Jane Steinberg
After receiving my Bachelor of Arts degree in Art History at Wellesley College, I wen to the University of Rome as a Fulbright Scholar
specializing in Italian Mannerist painting. The years in Italy strongly influenced my color sense, and my palette remains very close to that of the Italian
Renaissance painters. Trained as an art historian, as a dyer I am self-taught. I invented my mokume, or wood grain, shibori technique of dyeing silk, because I didn't know that it already existed. The price of my ignorance was that I spent a number of years building my own
crude road right next to the splendid highway that the Japanese had been traveling on for centuries.
When I first started dyeing silk, I was looking for ways to exploit its thermoplastic properties, to put shape,
texture and color into the fabric at the same time. I tried tying it with string, clamping it between boards, folding and sewing it, tying things into it, folding it and binding it, pleating it, wrapping it around pink plastic curlers--and I even experimented with home permanents to see if the silk (a protein like hair) would hold its shape. A friend who saw one of these early pieces said it looked like fabric by Mariano Fortuny. I had never heard of this giant in textile/fashion history.
Fortuny's pleated gowns had been a major influence in the early twentieth
century clothing revolution which had eliminated the corset as an absolute requirement of women's dress. I looked at all the Fortuny examples available in the costume collections of the Boston Museum of Fine Arts and in the Metropolitan Museum in New York. I read everything I
could find about his process, essential parts of which were still not known at the time. It became clear that his pleating was not what I was looking to do, because it had too little to do with the actual
dye work.
Meanwhile, I continued experimenting with various resist/dye improvisations. I was making soft sculpture and wall hangings using whatever methods I could devise, including making dozens of dyed organza bubbles by tying silk around marbles and other small spheres. One day, I folded and sewed a piece of China silk with the idea of creating a ruffled diamond pattern, and
when I took the threads out after dyeing, I realized that I had at last come up
with the technique I needed. I had produced a shaped piece of silk with intricate contours and topography, and the color areas were just where I wanted them to be. It was only a matter of time until I figured out the system that I now use and which I learned much later is the Japanese dyer's art known as mokume shibori.
Over the years, I have produced whatever I could market as dyed goods, which
meant a lot of time spent doing ready-to-wear in my own fabrics.

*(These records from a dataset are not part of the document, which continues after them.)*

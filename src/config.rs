//! Application configuration.

use crate::gemini::GeminiClient;
use crate::llm_client::{LlmClient, LlmConfig};
use derive_getters::Getters;
use derive_more::{Display, Error};
use little_learners_board::Pacing;
use serde::{Deserialize, Serialize};
use std::path::Path;
use std::time::Duration;
use tracing::{debug, info, instrument, warn};

/// Turn pacing in milliseconds.
#[derive(Debug, Clone, Copy, PartialEq, Eq, Getters, Serialize, Deserialize)]
pub struct PacingConfig {
    /// Die tumbling time.
    #[serde(default = "default_roll_ms")]
    roll_ms: u64,
    /// Pause with the result shown before moving.
    #[serde(default = "default_settle_ms")]
    settle_ms: u64,
    /// Time per tile.
    #[serde(default = "default_step_ms")]
    step_ms: u64,
    /// Pause on the final tile before it resolves.
    #[serde(default = "default_land_ms")]
    land_ms: u64,
}

fn default_roll_ms() -> u64 {
    1200
}

fn default_settle_ms() -> u64 {
    2000
}

fn default_step_ms() -> u64 {
    400
}

fn default_land_ms() -> u64 {
    600
}

impl Default for PacingConfig {
    fn default() -> Self {
        Self {
            roll_ms: default_roll_ms(),
            settle_ms: default_settle_ms(),
            step_ms: default_step_ms(),
            land_ms: default_land_ms(),
        }
    }
}

impl From<PacingConfig> for Pacing {
    fn from(config: PacingConfig) -> Self {
        Pacing::from_millis(config.roll_ms, config.settle_ms, config.step_ms, config.land_ms)
    }
}

/// Configuration for the whole application.
#[derive(Debug, Clone, Getters, Serialize, Deserialize)]
pub struct AppConfig {
    /// Turn pacing.
    #[serde(default)]
    pacing: PacingConfig,

    /// Gemini model for the answer judge.
    #[serde(default = "default_model")]
    llm_model: String,

    /// Maximum tokens for judge responses.
    #[serde(default = "default_max_tokens")]
    llm_max_tokens: u32,

    /// Gemini text-to-speech model.
    #[serde(default = "default_speech_model")]
    speech_model: String,

    /// Prebuilt voice name.
    #[serde(default = "default_speech_voice")]
    speech_voice: String,

    /// Gemini image model for tile illustrations.
    #[serde(default = "default_image_model")]
    image_model: String,

    /// Pause between illustration requests, milliseconds.
    #[serde(default = "default_illustration_delay_ms")]
    illustration_delay_ms: u64,

    /// SQLite file for the illustration cache.
    #[serde(default = "default_database_path")]
    database_path: String,
}

fn default_model() -> String {
    "gemini-2.5-flash".to_string()
}

fn default_max_tokens() -> u32 {
    256
}

fn default_speech_model() -> String {
    "gemini-2.5-flash-preview-tts".to_string()
}

fn default_speech_voice() -> String {
    "Kore".to_string()
}

fn default_image_model() -> String {
    "gemini-2.5-flash-image".to_string()
}

fn default_illustration_delay_ms() -> u64 {
    1000
}

fn default_database_path() -> String {
    "little_learners.db".to_string()
}

impl Default for AppConfig {
    fn default() -> Self {
        Self {
            pacing: PacingConfig::default(),
            llm_model: default_model(),
            llm_max_tokens: default_max_tokens(),
            speech_model: default_speech_model(),
            speech_voice: default_speech_voice(),
            image_model: default_image_model(),
            illustration_delay_ms: default_illustration_delay_ms(),
            database_path: default_database_path(),
        }
    }
}

impl AppConfig {
    /// Loads configuration from TOML file.
    #[instrument(skip(path), fields(path = %path.as_ref().display()))]
    pub fn from_file(path: impl AsRef<Path>) -> Result<Self, ConfigError> {
        debug!("Loading config from file");
        let content = std::fs::read_to_string(path.as_ref())
            .map_err(|e| ConfigError::new(format!("Failed to read config file: {}", e)))?;
        Self::from_toml(&content)
    }

    /// Parses configuration from TOML text. Missing fields take defaults.
    #[instrument(skip(content))]
    pub fn from_toml(content: &str) -> Result<Self, ConfigError> {
        let config: Self = toml::from_str(content)
            .map_err(|e| ConfigError::new(format!("Failed to parse config: {}", e)))?;
        info!(model = %config.llm_model, "Config loaded");
        Ok(config)
    }

    /// Loads the file if it exists, otherwise returns defaults.
    #[instrument(skip(path), fields(path = %path.as_ref().display()))]
    pub fn load_or_default(path: impl AsRef<Path>) -> Result<Self, ConfigError> {
        if path.as_ref().exists() {
            Self::from_file(path)
        } else {
            info!("No config file, using defaults");
            Ok(Self::default())
        }
    }

    /// Overrides the database path.
    pub fn with_database_path(mut self, path: impl Into<String>) -> Self {
        self.database_path = path.into();
        self
    }

    /// Engine pacing.
    pub fn engine_pacing(&self) -> Pacing {
        self.pacing.into()
    }

    /// Pause between illustration requests.
    pub fn illustration_delay(&self) -> Duration {
        Duration::from_millis(self.illustration_delay_ms)
    }

    /// Creates the judge configuration from `GEMINI_API_KEY` (or `API_KEY`).
    #[instrument(skip(self), fields(model = %self.llm_model))]
    pub fn create_llm_config(&self) -> Result<LlmConfig, ConfigError> {
        let api_key = gemini_api_key().ok_or_else(|| {
            ConfigError::new("GEMINI_API_KEY environment variable not set".to_string())
        })?;
        Ok(LlmConfig::new(api_key, self.llm_model.clone(), self.llm_max_tokens))
    }

    /// The judge client, or `None` with a warning when no key is available.
    #[instrument(skip(self))]
    pub fn llm_client(&self) -> Option<LlmClient> {
        match self.create_llm_config() {
            Ok(config) => Some(LlmClient::new(config)),
            Err(e) => {
                warn!(error = %e, "AI judge disabled");
                None
            }
        }
    }

    /// Gemini client for speech and illustrations, or `None` with a warning.
    #[instrument(skip(self))]
    pub fn gemini_client(&self) -> Option<GeminiClient> {
        match gemini_api_key() {
            Some(key) => Some(GeminiClient::new(key)),
            None => {
                warn!("GEMINI_API_KEY is missing, speech and illustrations disabled");
                None
            }
        }
    }
}

fn gemini_api_key() -> Option<String> {
    std::env::var("GEMINI_API_KEY")
        .or_else(|_| std::env::var("API_KEY"))
        .ok()
        .filter(|k| !k.trim().is_empty())
}

/// Configuration error.
#[derive(Debug, Clone, Display, Error)]
#[display("Config error: {} at {}:{}", message, file, line)]
pub struct ConfigError {
    /// Error message.
    pub message: String,
    /// Line number where error occurred.
    pub line: u32,
    /// Source file where error occurred.
    pub file: &'static str,
}

impl ConfigError {
    /// Creates a new configuration error.
    #[track_caller]
    #[instrument(skip(message))]
    pub fn new(message: String) -> Self {
        let loc = std::panic::Location::caller();
        Self {
            message,
            line: loc.line(),
            file: loc.file(),
        }
    }
}

#[cfg(test)]
mod tests {
    use super::*;

    #[test]
    fn test_empty_file_gives_defaults() {
        let config = AppConfig::from_toml("").unwrap();
        assert_eq!(config.llm_model(), "gemini-2.5-flash");
        assert_eq!(config.speech_voice(), "Kore");
        assert_eq!(config.engine_pacing(), Pacing::default());
        assert_eq!(config.illustration_delay(), Duration::from_millis(1000));
    }

    #[test]
    fn test_partial_pacing_override() {
        let config = AppConfig::from_toml(
            r#"
            llm_model = "gemini-2.5-pro"

            [pacing]
            settle_ms = 500
            "#,
        )
        .unwrap();
        assert_eq!(config.llm_model(), "gemini-2.5-pro");
        assert_eq!(*config.pacing().settle_ms(), 500);
        assert_eq!(*config.pacing().roll_ms(), 1200);
    }

    #[test]
    fn test_bad_toml_is_an_error() {
        let err = AppConfig::from_toml("llm_max_tokens = \"many\"").unwrap_err();
        assert!(err.message.contains("Failed to parse config"));
    }

    #[test]
    fn test_missing_file_gives_defaults() {
        let config = AppConfig::load_or_default("/definitely/not/here.toml").unwrap();
        assert_eq!(config.database_path(), "little_learners.db");
    }
}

But I consider myself a dyer, not a clothing designer. I have almost totally stopped doing conventional fashions and am now concentrating on what I do best, which are things that depend on the beauty of the fabric alone. A Jane Steinberg scarf is no more than a simple rectangle of shimmering mutable color, a luminous envelope for a body. I am also now courting a longtime hidden love, home accessories such as pillows and
bedding, soft things of beauty to enhance interiors.
As it has been so truly said, color is how spirit enters matter. I want my work to be about color. That is where I find my joy, and now that I'm into my seventies, where my joy is, that's where I want to be.
Jane Steinberg's Shibori Technique
In order to control where dye enters fabric, thus creating a pattern, the dyer uses a "resist," something that will keep the dye out of
certain area while admitting it to others. The batik the resist is melted wax; in my shibori it is the fabric itself, folded so tightly the dye cannot penetrate between the folds. The folds are created by lengths of strong thread sewn by hand into the fabric at specific intervals.
For each scarf, white silk is cut to length, edged with silk thread and then hand-sewn with shibori threads. It is given its first dye, rinsed and dried. The shibori threads then are pulled up tightly and tied off. Thus a
45-inch width of silk is reduced to a tight mat of folds about a half inch think and three inches wide. The tied piece is then put into the second dye. How this second color penetrates the first color is controlled by how the dyer ties the shibori threads. After the second dye, the tied piece is washed and dried and the shibori threads are cut and pulled out.
Silk, like hair, is a protein filament, and like hair, it can be wet, set and dried. When the finished piece of silk is opened, it has the topography
of a mini-mountain range. The first color appears on the slopes and the second color appears on the ridges and in the valleys. the tiny needles holes
remaining are the brush strokes in this landscape, the marks of the dyer's hands.
The mokume ("wood grain") shibori I do is often confused with Fortuny pleating, yet it is nothing like it. My
shibori's basic structural unit is a flexible diamond shape that allows it to drape, wind and flow around curves. Pleating, made up of parallel ridges, cannot do any of that. Because in shibori the color and texture are put into the fabric at the same time, the
color both follows and defines the texture. Pleats, however, are superimposed on fabric and can relate only to rectilinear designs like stripes or plaids. And pleats are made by machines. Only hands can create shibori.